Think of it as housecleaning for your data. ETL stands for extract, transform, and load. ETL is software that enables businesses to consolidate their disparate data while moving it from place to place, and it doesn't really matter that that data is in different forms or formats. The data can come from any source. ETL is powerful enough to handle such data disparities.
For example, a financial institution might have information on a customer in several departments and each department might have that customer's information listed in a different way. The membership department might list the customer by name, whereas the accounting department might list the customer by number. ETL can bundle all this data and consolidate it into a uniform presentation, such as for storing in a database or data warehouse.

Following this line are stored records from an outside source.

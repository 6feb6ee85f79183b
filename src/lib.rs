pub mod builder;
mod common;

pub use builder::{QRBuilder, QR};
pub use common::codec::{Mode, ALPHANUMERIC_CHARSET};
pub use common::error::*;
pub use common::mask::MaskPattern;
pub use common::metadata::{ECLevel, Metadata, Version};
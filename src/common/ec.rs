use once_cell::sync::Lazy;

// GF(256) arithmetic
//------------------------------------------------------------------------------

// Log and antilog tables over the primitive polynomial 0x11D, built by
// walking the powers of the generator element 2. The antilog entry 255
// doubles the cycle start so summed logs up to 255 map straight back.
static GF_TABLES: Lazy<([u8; 256], [u8; 256])> = Lazy::new(|| {
    let mut log = [0u8; 256];
    let mut exp = [0u8; 256];
    let mut v: usize = 1;
    for e in 1..256 {
        v = if v > 127 { (v << 1) ^ 0x11D } else { v << 1 };
        log[v] = (e % 255) as u8;
        exp[e % 255] = v as u8;
    }
    exp[255] = 1;
    (log, exp)
});

pub(crate) fn gf_mul(a: u8, b: u8) -> u8 {
    if a == 0 || b == 0 {
        return 0;
    }
    let (log, exp) = &*GF_TABLES;
    exp[(log[a as usize] as usize + log[b as usize] as usize) % 255]
}

pub(crate) fn gf_div(a: u8, b: u8) -> u8 {
    debug_assert!(b != 0, "Zero divisor in GF(256)");
    if a == 0 {
        return 0;
    }
    let (log, exp) = &*GF_TABLES;
    exp[(255 + log[a as usize] as usize - log[b as usize] as usize) % 255]
}

// Polynomial arithmetic
//------------------------------------------------------------------------------

// Coefficient arrays ordered highest degree first.

pub(crate) fn poly_mul(p: &[u8], q: &[u8]) -> Vec<u8> {
    let mut res = vec![0u8; p.len() + q.len() - 1];
    for (i, &a) in p.iter().enumerate() {
        for (j, &b) in q.iter().enumerate() {
            res[i + j] ^= gf_mul(a, b);
        }
    }
    res
}

// Long division remainder; works for any nonzero leading divisor
// coefficient, not just monic generators.
pub(crate) fn poly_rem(dividend: &[u8], divisor: &[u8]) -> Vec<u8> {
    debug_assert!(divisor[0] != 0, "Zero leading coefficient in divisor");
    debug_assert!(dividend.len() + 1 >= divisor.len(), "Dividend shorter than divisor");

    let quotient_len = dividend.len() + 1 - divisor.len();
    let mut rem = dividend.to_vec();
    for i in 0..quotient_len {
        if rem[i] == 0 {
            continue;
        }
        let factor = gf_div(rem[i], divisor[0]);
        for (r, &d) in rem[i..].iter_mut().zip(divisor.iter()) {
            *r ^= gf_mul(d, factor);
        }
    }
    rem.split_off(quotient_len)
}

// Generator polynomial (x - a^0)(x - a^1)..(x - a^(degree - 1)).
pub(crate) fn generator_poly(degree: usize) -> Vec<u8> {
    let (_, exp) = &*GF_TABLES;
    let mut poly = vec![1];
    for i in 0..degree {
        poly = poly_mul(&poly, &[1, exp[i]]);
    }
    poly
}

// ECC: Error correction codewords for one block, the remainder of the data
// polynomial padded with ec_len zeros divided by the degree ec_len generator.
pub(crate) fn ecc(block: &[u8], ec_len: usize) -> Vec<u8> {
    let mut msg = block.to_vec();
    msg.resize(block.len() + ec_len, 0);
    poly_rem(&msg, &generator_poly(ec_len))
}
impl Deref for Module {
    type Target = Color;
    fn deref(&self) -> &Self::Target {
        match self {
            Module::Empty => &Color::Light,
            Module::Func(c) => c,
            Module::Version(c) => c,
            Module::Format(c) => c,
            Module::Data(c) => c,
        }
    }
}

#[derive(Debug, Clone)]
pub struct QR {
    version: Version,
    width: usize,
    ec_level: ECLevel,
    mode: Mode,
    mask_pattern: Option<MaskPattern>,
    grid: Vec<Module>,
}

// QR type for builder
//------------------------------------------------------------------------------

impl QR {
    pub(crate) fn new(version: Version, ec_level: ECLevel, mode: Mode) -> Self {
        let width = version.width();
        Self {
            version,
            width,
            ec_level,
            mode,
            mask_pattern: None,
            grid: vec![Module::Empty; width * width],
        }
    }

    pub fn version(&self) -> Version {
        self.version
    }

    pub fn width(&self) -> usize {
        self.width
    }

    pub fn ec_level(&self) -> ECLevel {
        self.ec_level
    }

    pub fn mode(&self) -> Mode {
        self.mode
    }

    pub fn mask_pattern(&self) -> Option<MaskPattern> {
        self.mask_pattern
    }

    pub fn char_count_bits(&self) -> usize {
        self.version.char_cnt_bits(self.mode)
    }

    pub fn metadata(&self) -> Metadata {
        Metadata::new(self.version, self.ec_level, self.mode, self.mask_pattern)
    }

    pub fn count_dark_modules(&self) -> usize {
        self.grid.iter().filter(|&m| matches!(**m, Color::Dark)).count()
    }

    pub fn is_dark(&self, r: i16, c: i16) -> bool {
        matches!(*self.get(r, c), Color::Dark)
    }

    // Row-major boolean view of the grid, true for dark.
    pub fn to_bits(&self) -> Vec<bool> {
        self.grid.iter().map(|m| matches!(**m, Color::Dark)).collect()
    }

    #[cfg(test)]
    pub fn to_debug_str(&self) -> String {
        let w = self.width as i16;
        let mut res = String::with_capacity((w * (w + 1)) as usize);
        res.push('\n');
        for i in 0..w {
            for j in 0..w {
                let c = match self.get(i, j) {
                    Module::Empty => '.',
                    Module::Func(Color::Dark) => 'f',
                    Module::Func(Color::Light) => 'F',
                    Module::Version(Color::Dark) => 'v',
                    Module::Version(Color::Light) => 'V',
                    Module::Format(Color::Dark) => 'm',
                    Module::Format(Color::Light) => 'M',
                    Module::Data(Color::Dark) => 'd',
                    Module::Data(Color::Light) => 'D',
                };
                res.push(c);
            }
            res.push('\n');
        }
        res
    }

    fn coord_to_index(&self, r: i16, c: i16) -> usize {
        let w = self.width as i16;
        debug_assert!(-w <= r && r < w, "row should be greater than or equal to width");
        debug_assert!(-w <= c && c < w, "column should be greater than or equal to width");

        let r = if r < 0 { r + w } else { r };
        let c = if c < 0 { c + w } else { c };
        (r * w + c) as _
    }

    pub fn get(&self, r: i16, c: i16) -> Module {
        self.grid[self.coord_to_index(r, c)]
    }

    pub fn get_mut(&mut self, r: i16, c: i16) -> &mut Module {
        let index = self.coord_to_index(r, c);
        &mut self.grid[index]
    }

    pub fn set(&mut self, r: i16, c: i16, module: Module) {
        *self.get_mut(r, c) = module;
    }
}


// Finder pattern
//------------------------------------------------------------------------------

impl QR {
    fn draw_finder_patterns(&mut self) {
        self.draw_finder_pattern_at(3, 3);
        self.draw_finder_pattern_at(3, -4);
        self.draw_finder_pattern_at(-4, 3);
    }

    // 7x7 finder plus the single light separator ring, clipped to the grid.
    fn draw_finder_pattern_at(&mut self, r: i16, c: i16) {
        let (dr_left, dr_right) = if r > 0 { (-3, 4) } else { (-4, 3) };
        let (dc_top, dc_bottom) = if c > 0 { (-3, 4) } else { (-4, 3) };
        for i in dr_left..=dr_right {
            for j in dc_top..=dc_bottom {
                self.set(
                    r + i,
                    c + j,
                    match (i, j) {
                        (4 | -4, _) | (_, 4 | -4) => Module::Func(Color::Light),
                        (3 | -3, _) | (_, 3 | -3) => Module::Func(Color::Dark),
                        (2 | -2, _) | (_, 2 | -2) => Module::Func(Color::Light),
                        _ => Module::Func(Color::Dark),
                    },
                );
            }
        }
    }
}


// Timing pattern
//------------------------------------------------------------------------------

impl QR {
    fn draw_timing_pattern(&mut self) {
        let w = self.width as i16;
        self.draw_line(6, 8, 6, w - 9);
        self.draw_line(8, 6, w - 9, 6);
    }

    fn draw_line(&mut self, r1: i16, c1: i16, r2: i16, c2: i16) {
        debug_assert!(r1 == r2 || c1 == c2, "Line is neither vertical nor horizontal");

        if r1 == r2 {
            for j in c1..=c2 {
                let m =
                    if j & 1 == 0 { Module::Func(Color::Dark) } else { Module::Func(Color::Light) };
                self.set(r1, j, m);
            }
        } else {
            for i in r1..=r2 {
                let m =
                    if i & 1 == 0 { Module::Func(Color::Dark) } else { Module::Func(Color::Light) };
                self.set(i, c1, m);
            }
        }
    }
}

Another way that companies use ETL is to move information to another application permanently. For instance, word-processing data might be translated into numbers and letters, which are easier to track in a spreadsheet or database program. This is particularly useful in backing up information as companies transition to new software altogether.
One important function of ETL is "cleansing" data. The ETL consolidation protocols also include the elimination of duplicate or fragmentary data, so that what passes from the E portion of the process to the L portion is easier to assimilate and/or store. Such cleansing operations can also include eliminating certain kinds of data from the process. If you don't want to include certain information, you can customize your ETL to eliminate that kind of information from your transformation.
The T portion of the equation, of course, is the most powerful. ETL can transform not only data from different departments but also data from different sources altogether. For example, data in an email program such as Microsoft Outlook could be transformed right along with data from an SAP manufacturing application, with the result being data of a common thread in the end. Microsoft, of course, makes an ETL package, as do Oracle and IBM.